Und der Graf legte ihr offen seine finanziellen Verlegenheiten dar. Er sprach von der Mißwirthschaft seines Vaters, welcher es zuzuschreiben sei, daß er die Familiengüter mit Schulden belastet empfangen habe, aber er schwieg von den eigenen Spielschulden; er nannte die Abfindungssumme, welche er seinen Schwestern habe zahlen müssen, und ging zartfühlend über die Summen hinweg, die er für seine eigene verschwenderische Lebensführung verbraucht hatte. Als er Frau Rosita den Betrag aller seiner Verbindlichkeiten genannt hatte, begriff diese es vollkommen, daß der Graf zwischen Bettina und der ihm liebgewordenen militärischen Laufbahn zu wählen habe. „Ich bot Ihrer liebenswürdigen Tochter meine Hand an,“ schloß der Graf seine Bekenntnisse, „weil Voßleben mich in den Glauben versetzt hatte, ich könne dem Zuge meines Herzens frei folgen, da meine Finanzlage von dem Herrn Konsul ohne Schwierigkeit geregelt werden würde. Leider ergab sich nach dessen Hinscheiden, daß dies nicht der Fall ist. Nun haben zwar Sie, verehrte Frau, in Ihrer Großmuth uns Ihre Unterstützung zugesagt, allein Sie werden einsehen, daß es sich schwer mit meinem Ehrgefühl in Einklang bringen läßt, laufende Unterstützungen anzunehmen. Ich würde niemals das drückende Gefühl überwinden können, daß Sie sich um unseretwillen Entbehrungen auferlegen müßten. Außerdem“ – hier dämpfte der Graf seine Stimme zum Flüsterton herab, „sind mir in den letzten Tagen schwere Bedenken gekommen, ob ich ein junges Mädchen wie Bettina so glücklich machen kann, wie sie es verdient. Ich zähle schon achtunddreißig Jahre und Ihre Stieftochter nicht viel mehr als zwanzig; aus diesem großen Unterschied der Jahre ergiebt sich naturgemäß auch eine weitgehende Verschiedenheit der Lebensauffassung.
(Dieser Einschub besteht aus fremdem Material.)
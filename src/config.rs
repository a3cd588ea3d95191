use serde::{Deserialize, Serialize};

/// Recognized options for the dispatch core (§6 of the design doc). Every
/// field defaults to the value documented there, so a config file only
/// needs to specify overrides.
#[derive(Debug, Clone, Serialize, Deserialize)]
#[serde(default)]
pub struct SimConfig {
    pub vehicle_capacity: u32,
    pub send_out_slack_ticks: i64,
    pub send_out_weight_frac: f64,
    pub rebalance_enabled: bool,
    pub order_generator: OrderGenConfig,
}

impl Default for SimConfig {
    fn default() -> Self {
        Self {
            vehicle_capacity: 10,
            send_out_slack_ticks: 5,
            send_out_weight_frac: 0.95,
            rebalance_enabled: true,
            order_generator: OrderGenConfig::default(),
        }
    }
}

/// Parameters for the Friday-evening order generator.
#[derive(Debug, Clone, Serialize, Deserialize)]
#[serde(default)]
pub struct OrderGenConfig {
    /// Mean delivery tick as a fraction of `last_tick`.
    pub mean_fraction_of_last_tick: f64,
    pub stddev_ticks: f64,
    pub max_weight: u32,
    pub seed: u64,
    /// Total number of orders generated over the whole run.
    pub orders_per_run: u32,
    /// Half-width of each order's delivery window around its sampled center tick.
    pub window_half_width: i64,
}

impl Default for OrderGenConfig {
    fn default() -> Self {
        Self {
            mean_fraction_of_last_tick: 0.5,
            stddev_ticks: 20.0,
            max_weight: 5,
            seed: 0,
            orders_per_run: 200,
            window_half_width: 15,
        }
    }
}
Bettina tritt mit allen Illusionen der Jugend ins Leben, ich aber – habe keine Illusionen mehr. Ja, wenn Bettina Ihr Lebensalter hätte und Ihre Erfahrung, meine Gnädigste – –“

Er verstummte mit einem Seufzer und sein Gegenüber setzte in Gedanken hinzu. „und meine halbe Million“; allein im nächsten Augenblick senkte Rosita unter seinem schmachtenden Blick den Kopf zum Fächerrand nieder und erwiderte: „Ich verstehe Ihre peinliche Lage, Herr Graf, und – ‚alles verstehen, heißt alles verzeihen.‘ Warum aber haben Sie sich an mich gewandt – wäre es nicht richtiger, Bettina alles zu bekennen? Meine Tochter ist einsichtsvoll und stolz genug, um Sie sofort Ihres Versprechens zu entbinden.“

„Das weiß ich. Und seien Sie versichert, daß ich mein Wort erfüllen würde, wenn Fräulein Bettina meine Vermögenslage anders beurtheilen sollte als ich selber. Was mir den Gedanken eingab, mich an Sie zu wenden, theuerste Frau, das ist der Umstand, daß ich vor allen Dingen von Ihnen zu hören wünschte, ob Sie nach Klarstellung der Verhältnisse mich um meines Zurücktretens willen verurtheiten werden, und dann, weil ich meine Schwäche kenne. Bevor ich es über mich gewinnen könnte, Bettina weinen zu sehen, würde ich mein Versprechen erneuern, und wenn es gleich mein Ruin wäre und der ihres eigenen Lebensglücks. Sie, meine Gnädigste, besitzen den feinen Takt und die Kenntniß des menschlichen Herzens, welche^ Sie befähigen werden, das Band zu lösen, ohne die Gefühle Ihrer Tochter zu verwunden. Wollen Sie mich von der schmerzlichsten Pflicht meines Lebens entbinden? Darf ich auf Ihre Vergebung, auf die Erhaltung Ihrer Achtung und Freundschaft rechnen, theuerste Frau Konsul?“

Er hatte ihre Hand ergriffen und schaute ihr mit so warmen Blicken in die glänzenden Augen, daß sie verwirrt erst nach einer Weile zu antworten vermochte. „Ich will Ihre Sache bei Bettina führen, lieber Graf,“ sagte sie leise.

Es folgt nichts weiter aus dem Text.